Elle est là, oui elle est là déjà dans son champ de vision. Il ne sait pas comment elle y est entrée. Il lève la tête et il la voit. Elle s’est arrêtée de marcher et de penser, elle est comme stupéfaite. Aucun froissement d’herbe ni glissement de caillou. D’ailleurs il semble qu’en cette seconde précise où leurs regards se croisent, les bruits se sont suspendus quelle que soit leur nature, crissements de carapace absorbés dans l’humus, bêlements assoupis, roucoulades brisées des tourterelles, rapaces planant si haut que leurs cris se sont perdus au bord des précipices. Peut-être un très lointain murmure en provenance de la terre même : craquements liés à ses matières sourdes et instables, grondement d’abysses à peine audible, grincements frottements soulèvements issus de l’obscur et de la mémoire, mémoire d’une autre femme au visage abrité au chaud des entrailles. Ensemble les deux corps commandent l’univers, réclament l’immobilité, se nichent dans le silence brutal pour mieux se happer se rencontrer se parler, une sorte d’état de grâce depuis la plante des pieds jusqu’au sommet du crâne. Et ils se parlent ainsi, on n’entend pas les mots, pourtant ils se parlent à travers l’espace qui les sépare encore. Pas besoin de mots. Rien que vibration, tension. Et ça va durer longtemps, on ne sait pas trop, ça va durer le temps qu’il faudra pour que rien ne soit plus comme avant. Dans le moment où il accomplira le premier pas vers elle, le concert assourdissant du monde reprendra son cours et les bruits se propageront à nouveau dans les arbres, s’organiseront en tumulte fleuri par les conversations des hommes qui travaillent dans les vergers au proche, s’invectivant et criant pour se comprendre. Elle et Jude n‘en auront que faire, ils auront inventé leur silence.

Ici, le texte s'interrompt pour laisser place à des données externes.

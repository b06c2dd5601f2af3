#![cfg(test)]

use async_trait::async_trait;
use chrono::Utc;
use futures::channel::oneshot;
use parking_lot::Mutex;

use crate::{
    api::{self, CommentId, Error as ApiError, PostId},
    RemoteSync,
};

/// In-memory backend recording what it is asked to do
pub struct FakeRemote {
    post: PostId,
    comments: Mutex<Vec<api::Comment>>,
    num_calls: Mutex<usize>,
    next_failure: Mutex<Option<ApiError>>,
    gate: Mutex<Option<oneshot::Receiver<()>>>,
    commit_gate: Mutex<Option<oneshot::Receiver<()>>>,
    last_parent: Mutex<Option<CommentId>>,
}

impl FakeRemote {
    pub fn new(post: PostId) -> FakeRemote {
        FakeRemote {
            post,
            comments: Mutex::new(Vec::new()),
            num_calls: Mutex::new(0),
            next_failure: Mutex::new(None),
            gate: Mutex::new(None),
            commit_gate: Mutex::new(None),
            last_parent: Mutex::new(None),
        }
    }

    /// Adds comments `(id, parent)` directly on the server side
    pub fn seed(&self, comments: Vec<(String, Option<String>)>) {
        let mut c = self.comments.lock();
        for (id, parent) in comments {
            c.push(self.comment(CommentId(id), parent.map(CommentId), "Alice", "seeded"));
        }
    }

    pub fn num_calls(&self) -> usize {
        *self.num_calls.lock()
    }

    pub fn last_parent(&self) -> Option<CommentId> {
        self.last_parent.lock().clone()
    }

    /// Makes the next call fail with `err`
    pub fn fail_next(&self, err: ApiError) {
        *self.next_failure.lock() = Some(err);
    }

    /// Makes the next call wait until `gate` fires
    pub fn hold_next(&self, gate: oneshot::Receiver<()>) {
        *self.gate.lock() = Some(gate);
    }

    /// Makes the next mutation wait until `gate` fires, once the change is already stored
    pub fn hold_next_commit(&self, gate: oneshot::Receiver<()>) {
        *self.commit_gate.lock() = Some(gate);
    }

    fn comment(
        &self,
        id: CommentId,
        parent_id: Option<CommentId>,
        author: &str,
        content: &str,
    ) -> api::Comment {
        api::Comment {
            id,
            post_id: self.post.clone(),
            parent_id,
            author: String::from(author),
            date: Utc::now(),
            content: String::from(content),
            deleted: false,
        }
    }

    async fn call(&self) -> Result<(), ApiError> {
        *self.num_calls.lock() += 1;
        let gate = self.gate.lock().take();
        if let Some(gate) = gate {
            let _ = gate.await;
        }
        match self.next_failure.lock().take() {
            Some(err) => Err(err),
            None => Ok(()),
        }
    }

    async fn settle(&self) {
        let gate = self.commit_gate.lock().take();
        if let Some(gate) = gate {
            let _ = gate.await;
        }
    }

    fn with_comment<T>(
        &self,
        id: &CommentId,
        f: impl FnOnce(&mut api::Comment) -> T,
    ) -> Result<T, ApiError> {
        self.comments
            .lock()
            .iter_mut()
            .find(|c| &c.id == id)
            .map(f)
            .ok_or_else(|| ApiError::Rejected {
                status: 400,
                message: String::from("NO_SUCH_COMMENT"),
            })
    }
}

#[async_trait]
impl RemoteSync for FakeRemote {
    async fn fetch_thread(&self, post: &PostId) -> Result<Vec<api::Comment>, ApiError> {
        self.call().await?;
        Ok(self
            .comments
            .lock()
            .iter()
            .filter(|c| &c.post_id == post)
            .cloned()
            .collect())
    }

    async fn create_comment(
        &self,
        _post: &PostId,
        parent: Option<&CommentId>,
        author: &str,
        content: &str,
    ) -> Result<api::Comment, ApiError> {
        self.call().await?;
        *self.last_parent.lock() = parent.cloned();
        let c = {
            let mut comments = self.comments.lock();
            let id = CommentId((comments.len() + 1).to_string());
            let c = self.comment(id, parent.cloned(), author, content);
            comments.push(c.clone());
            c
        };
        self.settle().await;
        Ok(c)
    }

    async fn update_comment(
        &self,
        id: &CommentId,
        content: &str,
    ) -> Result<api::Comment, ApiError> {
        self.call().await?;
        let updated = self.with_comment(id, |c| {
            c.content = String::from(content);
            c.clone()
        })?;
        self.settle().await;
        Ok(updated)
    }

    async fn delete_comment(&self, id: &CommentId) -> Result<(), ApiError> {
        self.call().await?;
        self.with_comment(id, |c| {
            c.deleted = true;
            c.content = String::from(api::DELETED_COMMENT_CONTENT);
        })?;
        self.settle().await;
        Ok(())
    }
}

(tordre la consigne pour la faire plier à l’aune du projet en cours)

A propos de Françoise Renaud

Parcours entre géologie et littérature, entre Bretagne et Languedoc. Certains mots lui font dresser les oreilles : peau, rébellion, atlantique (parce qu’il faut bien choisir). Romans récits nouvelles poésie publiés depuis 1997. Vit en sud Cévennes. Et voilà. Son site, ses publications, photographies, journal : francoiserenaud.com.

12 commentaires à propos de “#anthologie #26 | sorte de suspension”

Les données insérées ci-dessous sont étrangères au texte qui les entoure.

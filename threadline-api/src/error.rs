use anyhow::Context;
use serde_json::json;

#[derive(Clone, Debug, Eq, PartialEq, thiserror::Error)]
pub enum Error {
    #[error("Please log in first")]
    Unauthorized,

    #[error("An action is already being submitted for {0}")]
    Conflict(String),

    #[error("Server unreachable: {0}")]
    Unreachable(String),

    #[error("Server rejected the request ({status}): {message}")]
    Rejected { status: u16, message: String },

    #[error("Invalid response from server: {0}")]
    InvalidResponse(String),
}

impl Error {
    pub fn status_code(&self) -> http::StatusCode {
        use http::StatusCode;
        match self {
            Error::Unauthorized => StatusCode::UNAUTHORIZED,
            Error::Conflict(_) => StatusCode::CONFLICT,
            Error::Unreachable(_) => StatusCode::BAD_GATEWAY,
            Error::Rejected { status, .. } => {
                StatusCode::from_u16(*status).unwrap_or(StatusCode::INTERNAL_SERVER_ERROR)
            }
            Error::InvalidResponse(_) => StatusCode::BAD_GATEWAY,
        }
    }

    /// JSON error body, in the `{"error": ...}` shape the backend uses
    pub fn contents(&self) -> Vec<u8> {
        let message = match self {
            Error::Rejected { message, .. } => message.clone(),
            e => e.to_string(),
        };
        serde_json::to_vec(&json!({
            "error": message,
            "body": null,
        }))
        .expect("serializing error body")
    }

    /// Maps a non-success response to an error.
    ///
    /// Never fails: a body that is not the expected JSON is used verbatim as the message.
    pub fn parse(status: http::StatusCode, body: &[u8]) -> Error {
        if status == http::StatusCode::UNAUTHORIZED {
            return Error::Unauthorized;
        }
        let message = Self::parse_message(body)
            .unwrap_or_else(|_| String::from_utf8_lossy(body).trim().to_string());
        Error::Rejected {
            status: status.as_u16(),
            message,
        }
    }

    fn parse_message(body: &[u8]) -> anyhow::Result<String> {
        let data: serde_json::Value =
            serde_json::from_slice(body).context("parsing error contents")?;
        let err = data
            .get("error")
            .context("error contents has no error field")?;
        Ok(match err.as_str() {
            Some(msg) => String::from(msg),
            None => err.to_string(),
        })
    }
}

#[cfg(test)]
mod tests {
    use http::StatusCode;

    use super::*;

    #[test]
    fn unauthorized_status_is_special() {
        assert_eq!(
            Error::parse(StatusCode::UNAUTHORIZED, br#"{"error":"Invalid token"}"#),
            Error::Unauthorized,
        );
    }

    #[test]
    fn error_field_becomes_message() {
        assert_eq!(
            Error::parse(StatusCode::BAD_REQUEST, br#"{"error":"NO_SUCH_COMMENT","body":null}"#),
            Error::Rejected {
                status: 400,
                message: String::from("NO_SUCH_COMMENT"),
            },
        );
    }

    #[test]
    fn non_json_body_is_kept_verbatim() {
        assert_eq!(
            Error::parse(StatusCode::BAD_GATEWAY, b"upstream down\n"),
            Error::Rejected {
                status: 502,
                message: String::from("upstream down"),
            },
        );
    }

    #[test]
    fn contents_parse_back() {
        let err = Error::Rejected {
            status: 400,
            message: String::from("Invalid comment content"),
        };
        assert_eq!(Error::parse(err.status_code(), &err.contents()), err);
        assert_eq!(
            Error::parse(Error::Unauthorized.status_code(), &Error::Unauthorized.contents()),
            Error::Unauthorized,
        );
    }
}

  1. Point tordue, à mon avis. Ils sont tous là, les bruits, même en négation. Magie de l’écriture et de cette rencontre. Et c’est très beau !

    • autant aller fouiller là où ça me sert, c’est ce que je me suis dit…
      merci Helena

  2. .. on avance dans l’histoire de Jude et là on est avec le bruit d’un moment de  » tension, vibration » de sa vie…dans le silence des mots que tu rapportes, toi, avec une sacrée délicatesse, merci!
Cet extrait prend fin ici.